(Exercise description): Report only how many lines in the listing below contain the string "warm".

(Records for the exercise):

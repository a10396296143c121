#![forbid(unsafe_code)]
//! Timeout-bounded, fault-tolerant loader for layered Markdown knowledge bases.
//!
//! The runtime assembles a bounded, task-relevant slice of a knowledge tree
//! (directories of `.md` files under a content root) and returns it within
//! hard latency budgets, degrading instead of failing: a load that hits
//! timeouts, I/O errors, or an open circuit still returns a [`LoadResult`]
//! describing exactly what was served and from where.
//!
//! ## Construction
//! Build a [`KnowledgeLoader`] from a [`RuntimeConfig`] (defaults ← TOML file
//! ← `KB_*` environment ← per-call overrides) and an [`EventBus`]:
//!
//! ```rust,no_run
//! use kb_runtime::{KnowledgeLoader, LoadRequest, RuntimeConfig};
//! # #[tokio::main]
//! # async fn main() -> Result<(), Box<dyn std::error::Error>> {
//! let (config, warnings) = RuntimeConfig::load(None)?;
//! for warning in &warnings {
//!     eprintln!("config: {warning}");
//! }
//! let loader = KnowledgeLoader::builder().config(config).build().await;
//! let result = loader
//!     .load(LoadRequest {
//!         task: Some("review the auth module".to_string()),
//!         token_budget: Some(4_000),
//!         ..LoadRequest::default()
//!     })
//!     .await?;
//! print!("{}", result.content);
//! # Ok(()) }
//! ```
//!
//! ## Degradation contract
//! The read path never surfaces I/O or transient failures as errors. Every
//! condition folds into [`LoadResult`] fields:
//! - per-file timeout or read error → fallback content + warning,
//! - open circuit → fallback without touching the filesystem,
//! - overall deadline → remaining layers `skipped:deadline`,
//! - cancellation → whatever was assembled plus a `cancelled` warning.
//!
//! Only an invalid request (neither task nor explicit layers) is rejected,
//! as [`LoadError::BadRequest`].
//!
//! ## Moving parts
//! - [`KnowledgeIndex`]: immutable snapshot of the content tree, replaced
//!   atomically on rescans.
//! - [`ContentCache`]: hot LRU + optional warm on-disk tier, fingerprint
//!   keyed, with TTL / serve-stale horizons and single-flight reads.
//! - [`CircuitBreaker`]: named per-scope three-state guard (`io.content`,
//!   `capability.<family>`).
//! - [`Timeouts`]: the five named deadlines T1..T5 (cache, file, layer,
//!   full request, complex analysis), composable with a parent deadline.
//! - [`FallbackProvider`]: fresh → stale cache → packaged default →
//!   emergency string.
//! - [`CapabilityDispatcher`]: `(family, name)`-keyed registry run under the
//!   same deadline and breaker discipline.
//! - Every stage boundary emits a [`kb_events::Event`]; see the `kb_events`
//!   crate for delivery semantics.
//!
//! Adapter contracts live in [`mcp`] (tool shapes for an MCP server) and, as
//! an opt-in `http` feature, [`http`] (an axum router for `POST /load`).

mod breaker;
mod cache;
mod config;
mod context;
mod defaults;
mod error;
mod fallback;
mod fingerprint;
mod index;
mod layer;
mod loader;
mod search;
mod select;
mod source;
mod timeout;
mod warm;

pub mod capability;
#[cfg(feature = "http")]
pub mod http;
pub mod mcp;

pub use breaker::{BreakerError, BreakerState, CircuitBreaker};
pub use cache::{CacheKey, CacheOutcome, CacheStatsSnapshot, ContentBlob, ContentCache, ReadError};
pub use config::{
    BreakerSettings, CacheSettings, ConfigError, ConfigWarning, LoadingSettings, RuntimeConfig,
    TimeoutSettings, TriggerPriority, TriggerRule,
};
pub use context::{CancelToken, CorrelationId, Deadline, RequestContext};
pub use error::LoadError;
pub use fallback::{FallbackProvider, FallbackTier};
pub use fingerprint::{estimate_tokens, Fingerprint};
pub use index::{FileRef, IndexSnapshot, KnowledgeIndex, LayerId};
pub use layer::{FileFailure, FileStatus, LayerContent, ServedFrom};
pub use loader::{
    KnowledgeLoader, KnowledgeLoaderBuilder, LoadRequest, LoadResult, LoadStatus,
    LoaderStatsSnapshot, Warning,
};
pub use search::SearchMatch;
pub use select::{Selection, Selector, SkipReason};
pub use source::{ContentSource, FsSource, SourceFuture};
pub use timeout::{DeadlineExceeded, TimeoutLevel, Timeouts};

pub use kb_events::{Event, EventBus, EventKind, Subscription};

#[cfg(test)]
mod tests;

(Solved problem): 2